**REQUIRED ACTION**:
Only lines with the string "percent" should be returned from the data below.

**MATERIAL FOR THE TASK**:
☆ ☆ ☆

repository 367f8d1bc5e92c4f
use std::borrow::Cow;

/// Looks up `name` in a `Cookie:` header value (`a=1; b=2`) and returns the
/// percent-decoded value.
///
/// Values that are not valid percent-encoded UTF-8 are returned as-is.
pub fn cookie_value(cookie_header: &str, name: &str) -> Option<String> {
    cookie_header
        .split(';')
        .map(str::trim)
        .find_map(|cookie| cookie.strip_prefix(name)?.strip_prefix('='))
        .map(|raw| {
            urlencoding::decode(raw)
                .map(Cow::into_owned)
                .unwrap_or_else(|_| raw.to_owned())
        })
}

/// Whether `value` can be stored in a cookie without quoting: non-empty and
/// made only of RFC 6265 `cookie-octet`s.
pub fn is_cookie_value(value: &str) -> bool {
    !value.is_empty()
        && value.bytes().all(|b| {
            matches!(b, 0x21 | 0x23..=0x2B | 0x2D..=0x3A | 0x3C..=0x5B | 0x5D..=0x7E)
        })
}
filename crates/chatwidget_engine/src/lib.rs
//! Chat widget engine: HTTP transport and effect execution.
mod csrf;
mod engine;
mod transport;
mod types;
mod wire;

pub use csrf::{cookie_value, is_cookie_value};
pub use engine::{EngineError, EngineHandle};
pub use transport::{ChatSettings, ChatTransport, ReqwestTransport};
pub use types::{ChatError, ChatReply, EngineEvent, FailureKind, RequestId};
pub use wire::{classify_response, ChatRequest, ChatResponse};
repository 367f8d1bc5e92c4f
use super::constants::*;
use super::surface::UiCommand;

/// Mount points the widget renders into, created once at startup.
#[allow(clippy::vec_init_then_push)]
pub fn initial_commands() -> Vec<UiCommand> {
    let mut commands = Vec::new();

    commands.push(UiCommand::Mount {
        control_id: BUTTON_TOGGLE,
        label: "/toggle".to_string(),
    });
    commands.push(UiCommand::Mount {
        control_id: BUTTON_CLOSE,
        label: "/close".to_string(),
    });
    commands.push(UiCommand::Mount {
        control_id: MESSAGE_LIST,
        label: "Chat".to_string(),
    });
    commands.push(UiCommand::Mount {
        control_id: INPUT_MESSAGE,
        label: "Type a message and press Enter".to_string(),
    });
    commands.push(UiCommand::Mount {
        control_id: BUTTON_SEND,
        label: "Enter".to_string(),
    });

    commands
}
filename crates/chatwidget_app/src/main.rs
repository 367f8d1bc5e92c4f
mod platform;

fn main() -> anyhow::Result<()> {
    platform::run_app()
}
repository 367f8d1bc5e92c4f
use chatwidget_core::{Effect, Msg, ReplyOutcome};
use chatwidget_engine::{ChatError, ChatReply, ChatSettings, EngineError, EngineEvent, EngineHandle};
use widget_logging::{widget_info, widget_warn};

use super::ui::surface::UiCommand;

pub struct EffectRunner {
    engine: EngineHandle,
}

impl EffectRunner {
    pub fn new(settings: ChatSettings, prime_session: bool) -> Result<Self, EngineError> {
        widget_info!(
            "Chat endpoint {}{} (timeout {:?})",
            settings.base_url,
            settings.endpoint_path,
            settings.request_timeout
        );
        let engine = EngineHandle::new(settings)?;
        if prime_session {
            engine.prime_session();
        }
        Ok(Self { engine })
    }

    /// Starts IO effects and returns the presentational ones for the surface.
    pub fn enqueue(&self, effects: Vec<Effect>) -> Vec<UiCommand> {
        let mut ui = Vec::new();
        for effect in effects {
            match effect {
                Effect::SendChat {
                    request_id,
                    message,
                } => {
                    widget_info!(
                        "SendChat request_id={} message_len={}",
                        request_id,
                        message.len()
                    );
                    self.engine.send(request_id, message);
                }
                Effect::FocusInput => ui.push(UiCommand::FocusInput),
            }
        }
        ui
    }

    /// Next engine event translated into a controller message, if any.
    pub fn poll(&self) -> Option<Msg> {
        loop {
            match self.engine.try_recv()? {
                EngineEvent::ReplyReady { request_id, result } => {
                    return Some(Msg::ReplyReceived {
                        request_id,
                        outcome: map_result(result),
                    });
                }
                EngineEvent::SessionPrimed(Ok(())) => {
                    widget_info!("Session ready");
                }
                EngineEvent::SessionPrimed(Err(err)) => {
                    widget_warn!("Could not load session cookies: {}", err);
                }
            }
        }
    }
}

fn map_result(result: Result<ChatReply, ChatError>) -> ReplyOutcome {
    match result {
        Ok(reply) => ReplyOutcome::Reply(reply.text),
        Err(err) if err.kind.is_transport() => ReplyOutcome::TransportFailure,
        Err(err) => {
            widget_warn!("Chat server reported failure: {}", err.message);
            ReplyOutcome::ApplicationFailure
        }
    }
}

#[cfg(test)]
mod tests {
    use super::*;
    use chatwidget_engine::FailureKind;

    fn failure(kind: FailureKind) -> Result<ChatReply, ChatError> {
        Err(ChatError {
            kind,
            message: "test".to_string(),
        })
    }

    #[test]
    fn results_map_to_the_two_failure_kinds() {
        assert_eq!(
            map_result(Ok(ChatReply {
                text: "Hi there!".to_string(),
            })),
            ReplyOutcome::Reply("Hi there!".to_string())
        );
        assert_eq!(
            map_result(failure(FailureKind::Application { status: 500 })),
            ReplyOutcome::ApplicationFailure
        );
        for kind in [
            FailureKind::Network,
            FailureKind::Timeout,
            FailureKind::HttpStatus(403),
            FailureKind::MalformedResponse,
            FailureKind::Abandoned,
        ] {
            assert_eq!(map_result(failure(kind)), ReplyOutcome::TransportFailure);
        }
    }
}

☆ ☆ ☆

**SOLUTION TO THE EXERCISE**:
/// percent-decoded value.
/// Values that are not valid percent-encoded UTF-8 are returned as-is.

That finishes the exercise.